§ ASSIGNMENT:
Every entry needs to be repeated exactly, with nothing left out.

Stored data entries
Start of Block
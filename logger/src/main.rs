use std::process::ExitCode;

use anyhow::Context;
use clap::Parser as _;
use log::{error, info};
use speedtest_influx::InfluxDatabase;
use speedtest_logger::logging;
use speedtest_logger::prelude::*;

const CRATE_NAME: &str = env!("CARGO_PKG_NAME");
const CRATE_VERSION: &str = env!("CARGO_PKG_VERSION");

fn main() -> ExitCode {
    let args = CliArgs::parse();

    if let Err(e) = logging::init() {
        eprintln!("Failed to initialise logging: {e}");
        return ExitCode::FAILURE;
    }

    info!("Speedtest CLI Data Logger to InfluxDB started");
    info!("{CRATE_NAME} {CRATE_VERSION}");

    let mut orchestrator = match setup(&args) {
        Ok(orchestrator) => orchestrator,
        Err(e) => {
            error!("{e:#}");
            return ExitCode::FAILURE;
        }
    };

    let limit = if args.service { None } else { Some(1) };
    match orchestrator.run_cycles(limit) {
        Ok(_) => {
            info!("Speedtest CLI Data Logger to InfluxDB completed");
            ExitCode::SUCCESS
        }
        // Already logged by the orchestrator.
        Err(_) => ExitCode::FAILURE,
    }
}

fn setup(args: &CliArgs) -> anyhow::Result<Orchestrator<InfluxDatabase, Speedtest>> {
    let settings = match &args.config {
        Some(path) => {
            info!("Using config file: {}", path.display());
            Settings::from_file(path)
        }
        None => Settings::from_env(),
    }
    .context("Invalid configuration")?
    .with_verbose(args.verbose);

    info!(
        "Using InfluxDB at {} with database {}",
        settings.connection.url(),
        settings.database_name
    );

    let database = InfluxDatabase::connect(settings.connection.clone())
        .context("Failed to create InfluxDB client")?;
    let tool = Speedtest::new(&settings.speedtest_binary);

    Ok(Orchestrator::new(settings, database, tool))
}
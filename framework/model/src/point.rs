use chrono::{DateTime, Utc};
use serde::Serialize;

/// The measurement name every speedtest point is written under.
pub const MEASUREMENT_NAME: &str = "speedtest";

/// The number of fields in a [SpeedtestFields] set.
pub const FIELD_COUNT: usize = 17;

/// A single time-series point, ready to be written to the database.
#[derive(Debug, Clone, PartialEq, Serialize)]
pub struct MetricPoint {
    measurement: &'static str,
    pub timestamp: DateTime<Utc>,
    pub fields: SpeedtestFields,
}

impl MetricPoint {
    pub fn new(timestamp: DateTime<Utc>, fields: SpeedtestFields) -> Self {
        Self {
            measurement: MEASUREMENT_NAME,
            timestamp,
            fields,
        }
    }

    pub fn measurement(&self) -> &'static str {
        self.measurement
    }
}

/// The fixed field set of a speedtest point.
///
/// Serialized names match the field keys stored in the database.
#[derive(Debug, Clone, PartialEq, Serialize)]
#[serde(rename_all = "kebab-case")]
pub struct SpeedtestFields {
    pub download_bandwidth: f64,
    pub download_bytes: u64,
    pub download_elapsed: u64,
    pub upload_bandwidth: f64,
    pub upload_bytes: u64,
    pub upload_elapsed: u64,
    pub jitter: f64,
    pub latency: f64,
    #[serde(rename = "packetloss")]
    pub packet_loss: f64,
    pub interface_name: String,
    pub testserver_id: i64,
    pub testserver_name: String,
    pub testserver_host: String,
    pub testserver_ip: String,
    pub testserver_location: String,
    pub testserver_country: String,
    pub isp: String,
}

/// A typed field value, borrowed from a [SpeedtestFields].
#[derive(Debug, Clone, Copy, PartialEq)]
pub enum FieldValue<'a> {
    Float(f64),
    UnsignedInteger(u64),
    SignedInteger(i64),
    Text(&'a str),
}

impl SpeedtestFields {
    /// All fields as `(key, value)` pairs, in schema order.
    pub fn entries(&self) -> [(&'static str, FieldValue<'_>); FIELD_COUNT] {
        use FieldValue::*;

        [
            ("download-bandwidth", Float(self.download_bandwidth)),
            ("download-bytes", UnsignedInteger(self.download_bytes)),
            ("download-elapsed", UnsignedInteger(self.download_elapsed)),
            ("upload-bandwidth", Float(self.upload_bandwidth)),
            ("upload-bytes", UnsignedInteger(self.upload_bytes)),
            ("upload-elapsed", UnsignedInteger(self.upload_elapsed)),
            ("jitter", Float(self.jitter)),
            ("latency", Float(self.latency)),
            ("packetloss", Float(self.packet_loss)),
            ("interface-name", Text(&self.interface_name)),
            ("testserver-id", SignedInteger(self.testserver_id)),
            ("testserver-name", Text(&self.testserver_name)),
            ("testserver-host", Text(&self.testserver_host)),
            ("testserver-ip", Text(&self.testserver_ip)),
            ("testserver-location", Text(&self.testserver_location)),
            ("testserver-country", Text(&self.testserver_country)),
            ("isp", Text(&self.isp)),
        ]
    }
}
End of Block
§ WRITTEN REPLY:
filename logger/src/main.rs
use std::process::ExitCode;

use anyhow::Context;
use clap::Parser as _;
use log::{error, info};
use speedtest_influx::InfluxDatabase;
use speedtest_logger::logging;
use speedtest_logger::prelude::*;

const CRATE_NAME: &str = env!("CARGO_PKG_NAME");
const CRATE_VERSION: &str = env!("CARGO_PKG_VERSION");

fn main() -> ExitCode {
    let args = CliArgs::parse();

    if let Err(e) = logging::init() {
        eprintln!("Failed to initialise logging: {e}");
        return ExitCode::FAILURE;
    }

    info!("Speedtest CLI Data Logger to InfluxDB started");
    info!("{CRATE_NAME} {CRATE_VERSION}");

    let mut orchestrator = match setup(&args) {
        Ok(orchestrator) => orchestrator,
        Err(e) => {
            error!("{e:#}");
            return ExitCode::FAILURE;
        }
    };

    let limit = if args.service { None } else { Some(1) };
    match orchestrator.run_cycles(limit) {
        Ok(_) => {
            info!("Speedtest CLI Data Logger to InfluxDB completed");
            ExitCode::SUCCESS
        }
        // Already logged by the orchestrator.
        Err(_) => ExitCode::FAILURE,
    }
}

fn setup(args: &CliArgs) -> anyhow::Result<Orchestrator<InfluxDatabase, Speedtest>> {
    let settings = match &args.config {
        Some(path) => {
            info!("Using config file: {}", path.display());
            Settings::from_file(path)
        }
        None => Settings::from_env(),
    }
    .context("Invalid configuration")?
    .with_verbose(args.verbose);

    info!(
        "Using InfluxDB at {} with database {}",
        settings.connection.url(),
        settings.database_name
    );

    let database = InfluxDatabase::connect(settings.connection.clone())
        .context("Failed to create InfluxDB client")?;
    let tool = Speedtest::new(&settings.speedtest_binary);

    Ok(Orchestrator::new(settings, database, tool))
}
filename framework/model/src/point.rs
use chrono::{DateTime, Utc};
use serde::Serialize;

/// The measurement name every speedtest point is written under.
pub const MEASUREMENT_NAME: &str = "speedtest";

/// The number of fields in a [SpeedtestFields] set.
pub const FIELD_COUNT: usize = 17;

/// A single time-series point, ready to be written to the database.
#[derive(Debug, Clone, PartialEq, Serialize)]
pub struct MetricPoint {
    measurement: &'static str,
    pub timestamp: DateTime<Utc>,
    pub fields: SpeedtestFields,
}

impl MetricPoint {
    pub fn new(timestamp: DateTime<Utc>, fields: SpeedtestFields) -> Self {
        Self {
            measurement: MEASUREMENT_NAME,
            timestamp,
            fields,
        }
    }

    pub fn measurement(&self) -> &'static str {
        self.measurement
    }
}

/// The fixed field set of a speedtest point.
///
/// Serialized names match the field keys stored in the database.
#[derive(Debug, Clone, PartialEq, Serialize)]
#[serde(rename_all = "kebab-case")]
pub struct SpeedtestFields {
    pub download_bandwidth: f64,
    pub download_bytes: u64,
    pub download_elapsed: u64,
    pub upload_bandwidth: f64,
    pub upload_bytes: u64,
    pub upload_elapsed: u64,
    pub jitter: f64,
    pub latency: f64,
    #[serde(rename = "packetloss")]
    pub packet_loss: f64,
    pub interface_name: String,
    pub testserver_id: i64,
    pub testserver_name: String,
    pub testserver_host: String,
    pub testserver_ip: String,
    pub testserver_location: String,
    pub testserver_country: String,
    pub isp: String,
}

/// A typed field value, borrowed from a [SpeedtestFields].
#[derive(Debug, Clone, Copy, PartialEq)]
pub enum FieldValue<'a> {
    Float(f64),
    UnsignedInteger(u64),
    SignedInteger(i64),
    Text(&'a str),
}

impl SpeedtestFields {
    /// All fields as `(key, value)` pairs, in schema order.
    pub fn entries(&self) -> [(&'static str, FieldValue<'_>); FIELD_COUNT] {
        use FieldValue::*;

        [
            ("download-bandwidth", Float(self.download_bandwidth)),
            ("download-bytes", UnsignedInteger(self.download_bytes)),
            ("download-elapsed", UnsignedInteger(self.download_elapsed)),
            ("upload-bandwidth", Float(self.upload_bandwidth)),
            ("upload-bytes", UnsignedInteger(self.upload_bytes)),
            ("upload-elapsed", UnsignedInteger(self.upload_elapsed)),
            ("jitter", Float(self.jitter)),
            ("latency", Float(self.latency)),
            ("packetloss", Float(self.packet_loss)),
            ("interface-name", Text(&self.interface_name)),
            ("testserver-id", SignedInteger(self.testserver_id)),
            ("testserver-name", Text(&self.testserver_name)),
            ("testserver-host", Text(&self.testserver_host)),
            ("testserver-ip", Text(&self.testserver_ip)),
            ("testserver-location", Text(&self.testserver_location)),
            ("testserver-country", Text(&self.testserver_country)),
            ("isp", Text(&self.isp)),
        ]
    }
}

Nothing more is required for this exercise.